3. Les décision attaquées, qui visent les dispositions du code de l'entrée et du séjour des étrangers et du droit d'asile applicables, comportent les considérations de droit et de fait qui en constituent le fondement, et sont, par suite, régulièrement motivées. En effet, s'agissant de l'obligation de quitter le territoire français, le préfet a relevé que M. B ne pouvait justifier être entré régulièrement sur le territoire français et qu'il n'était pas titulaire d'un titre de séjour en cours de validité. S'agissant de la décision portant refus d'octroi d'un délai de départ volontaire, il ressort évidemment des termes de l'arrêté que le préfet, au visa de l'article L. 612-2 du code de l'entrée et du séjour des étrangers et du droit d'asile, s'est fondé sur le 1° (" Le comportement de l'étranger constitue une menace pour l'ordre public ") et sur le 3° (" Il existe un risque que l'étranger se soustraie à la décision portant obligation de quitter le territoire français dont il fait l'objet ") de ces dispositions, de sorte que le fondement juridique de cette mesure, contrairement à ce qu'affirme le requérant, est suffisamment précisé. S'agissant de la décision fixant le pays de destination, prise au visa de l'article 3 de la convention européenne de sauvegarde des droits de l'homme et des libertés fondamentales, elle est suffisamment motivée par le dernier considérant de l'arrêté. S'agissant de l'interdiction de retour sur le territoire français, le préfet a relevé les éléments relatifs à la durée de présence de l'intéressé sur le sol français, à la nature et à l'ancienneté de ses liens avec la France et à la menace qu'il représente pour l'ordre public.
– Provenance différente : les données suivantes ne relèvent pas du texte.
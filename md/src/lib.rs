pub mod backend;
pub mod config;
pub mod device;
pub mod error;
pub mod integrator;
pub mod lattice;
pub mod metropolis;
pub mod periodic;
pub mod potential;
pub mod reduction;
pub mod report;
pub mod system;

pub use backend::{BackendStats, ComputeBackend, CpuBackend, DeviceBackend};
pub use config::SimulationConfig;
pub use device::{ComputeDevice, HostDevice};
pub use error::{Result, SimError};
pub use integrator::{Integrator, MdParams, SymplecticEuler};
pub use metropolis::{MetropolisParams, MetropolisSampler, Perturbation};
pub use periodic::PeriodicBox;
pub use potential::{LennardJones, PairPotential, Potential, ScreenedCoulomb};
pub use reduction::InteractionEngine;
pub use report::{McReport, MdReport, ReportSink, RunOutcome, RunSummary};
pub use system::ParticleSet;
//! Logging setup and result files

mod output;

#[cfg(test)]
pub use output::log_layer;
pub use output::{setup_output, ResultsFile};
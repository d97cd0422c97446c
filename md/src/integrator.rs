//! Molecular dynamics driver.

use crate::backend::ComputeBackend;
use crate::error::{Result, SimError};
use crate::reduction::InteractionEngine;
use crate::report::MdReport;
use crate::system::ParticleSet;
use itertools::izip;
use serde::{Deserialize, Serialize};
use tracing::{debug, info};

pub trait Integrator {
    /// Advance the system by dt
    fn step(&mut self, dt: f64) -> Result<()>;

    /// Compute the instantaneous temperature
    fn temperature(&self) -> f64;
}

#[derive(Debug, Clone, Copy, PartialEq, Serialize, Deserialize)]
pub struct MdParams {
    pub time_step: f64,
    pub total_it: u64,
    /// Log the normalized energy every this many iterations; 0 disables.
    #[serde(default = "default_report_interval")]
    pub report_interval: u64,
}

fn default_report_interval() -> u64 {
    1000
}

impl MdParams {
    pub fn validate(&self) -> Result<()> {
        if !(self.time_step > 0.0 && self.time_step.is_finite()) {
            return Err(SimError::InvalidConfig("time step must be positive".to_string()));
        }
        if self.total_it == 0 {
            return Err(SimError::InvalidConfig("total_it must be positive".to_string()));
        }
        Ok(())
    }
}

/// Symplectic Euler with unit masses: forces are evaluated for the current
/// positions, then `v += f dt` and `r += v dt` for every particle.
#[derive(Debug)]
pub struct SymplecticEuler<B: ComputeBackend> {
    pub particles: ParticleSet,
    engine: InteractionEngine<B>,
    energy: f64,
}

impl<B: ComputeBackend> SymplecticEuler<B> {
    pub fn new(particles: ParticleSet, engine: InteractionEngine<B>) -> Result<Self> {
        if engine.n_particles() != particles.len() {
            return Err(SimError::SizeMismatch {
                expected: engine.n_particles(),
                found: particles.len(),
            });
        }
        Ok(SymplecticEuler {
            particles,
            engine,
            energy: 0.0,
        })
    }

    /// Total potential energy of the configuration the last step started from.
    pub fn energy(&self) -> f64 {
        self.energy
    }

    pub fn engine(&self) -> &InteractionEngine<B> {
        &self.engine
    }

    pub fn into_parts(self) -> (ParticleSet, InteractionEngine<B>) {
        (self.particles, self.engine)
    }

    /// Run `params.total_it` steps and report the last evaluated energy.
    pub fn run(&mut self, params: &MdParams) -> Result<MdReport> {
        params.validate()?;
        let n = self.particles.len() as f64;
        info!(
            "MD: {} particles, dt = {}, {} iterations on backend '{}'",
            self.particles.len(),
            params.time_step,
            params.total_it,
            self.engine.backend().name()
        );

        for it in 0..params.total_it {
            self.step(params.time_step)?;
            if params.report_interval > 0 && it % params.report_interval == 0 {
                info!("iteration {:>8}: E/N = {:.8}", it, self.energy / n);
            }
            debug!(
                "iteration {}: E = {:.10e}, T = {:.6}",
                it,
                self.energy,
                self.temperature()
            );
        }

        Ok(MdReport {
            energy_per_particle: self.energy / n,
            iterations: params.total_it,
            temperature: self.temperature(),
            stats: self.engine.stats(),
        })
    }
}

impl<B: ComputeBackend> Integrator for SymplecticEuler<B> {
    fn step(&mut self, dt: f64) -> Result<()> {
        self.energy = self
            .engine
            .evaluate(&self.particles.positions, self.particles.charges())?;

        // velocity first, then position with the new velocity
        for (r, v, f) in izip!(
            &mut self.particles.positions,
            &mut self.particles.velocities,
            self.engine.forces()
        ) {
            *v += f * dt;
            *r += *v * dt;
        }
        Ok(())
    }

    fn temperature(&self) -> f64 {
        let dof = 3 * self.particles.len();
        if dof == 0 {
            return 0.0;
        }
        2.0 * self.particles.kinetic_energy() / dof as f64
    }
}

#[cfg(test)]
mod tests {
    use super::*;
    use crate::backend::CpuBackend;
    use crate::periodic::PeriodicBox;
    use crate::potential::{LennardJones, Potential};
    use approx::assert_relative_eq;
    use nalgebra::Vector3;

    fn integrator(positions: Vec<Vector3<f64>>, box_size: f64) -> SymplecticEuler<CpuBackend<Potential>> {
        let pbox = PeriodicBox::new(box_size).unwrap();
        let n = positions.len();
        let engine = InteractionEngine::new(pbox, CpuBackend::new(pbox, LennardJones::new(2.5).into()), n);
        SymplecticEuler::new(ParticleSet::at_rest(positions), engine).unwrap()
    }

    #[test]
    fn test_repulsive_pair_separates() {
        let mut md = integrator(
            vec![Vector3::new(-0.45, 0.0, 0.0), Vector3::new(0.45, 0.0, 0.0)],
            8.0,
        );
        let mut last = 0.9;
        for _ in 0..20 {
            md.step(1e-4).unwrap();
            let sep = (md.particles.positions[1] - md.particles.positions[0]).norm();
            assert!(sep > last);
            last = sep;
        }
        // momentum stays zero
        let p: Vector3<f64> = md.particles.velocities.iter().sum();
        assert!(p.norm() < 1e-12);
    }

    #[test]
    fn test_velocity_updated_before_position() {
        let mut md = integrator(
            vec![Vector3::new(0.0, 0.0, 0.0), Vector3::new(1.0, 0.0, 0.0)],
            8.0,
        );
        let dt = 0.01;
        md.step(dt).unwrap();
        let f0 = md.engine().forces()[0];
        assert_relative_eq!(md.particles.velocities[0], f0 * dt, epsilon = 1e-14);
        assert_relative_eq!(md.particles.positions[0], f0 * dt * dt, epsilon = 1e-14);
    }

    #[test]
    fn test_run_reports_last_energy() {
        let positions = crate::lattice::cubic_lattice(27, 6.0, 1.2, 1.0).unwrap();
        let mut md = integrator(positions, 6.0);
        let params = MdParams {
            time_step: 1e-3,
            total_it: 10,
            report_interval: 5,
        };
        let report = md.run(&params).unwrap();
        assert_eq!(report.iterations, 10);
        assert_eq!(report.stats.calls, 10);
        assert_relative_eq!(report.energy_per_particle, md.energy() / 27.0);
        assert!(report.temperature > 0.0);
    }

    #[test]
    fn test_rejects_bad_params() {
        let mut md = integrator(vec![Vector3::zeros(), Vector3::new(1.0, 0.0, 0.0)], 8.0);
        let bad = MdParams {
            time_step: 0.0,
            total_it: 10,
            report_interval: 0,
        };
        assert!(md.run(&bad).is_err());
    }
}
Sur les autres moyens soulevés à l'encontre de l'obligation de quitter le territoire français
4. Il résulte de la jurisprudence de la Cour de Justice de l'Union européenne que le droit d'être entendu fait partie intégrante du respect des droits de la défense, principe général du droit de l'Union. Il appartient aux Etats membres, dans le cadre de leur autonomie procédurale, de déterminer les conditions dans lesquelles le respect de ce droit est assuré. Ce droit se définit comme celui de toute personne de faire connaître, de manière utile et effective, son point de vue au cours d'une procédure administrative avant l'adoption de toute décision susceptible d'affecter de manière défavorable ses intérêts. Il ne saurait cependant être interprété en ce sens que l'autorité nationale compétente est tenue, dans tous les cas, d'entendre l'intéressé lorsque celui-ci a déjà eu la possibilité de présenter, de manière utile et effective, son point de vue sur la décision en cause.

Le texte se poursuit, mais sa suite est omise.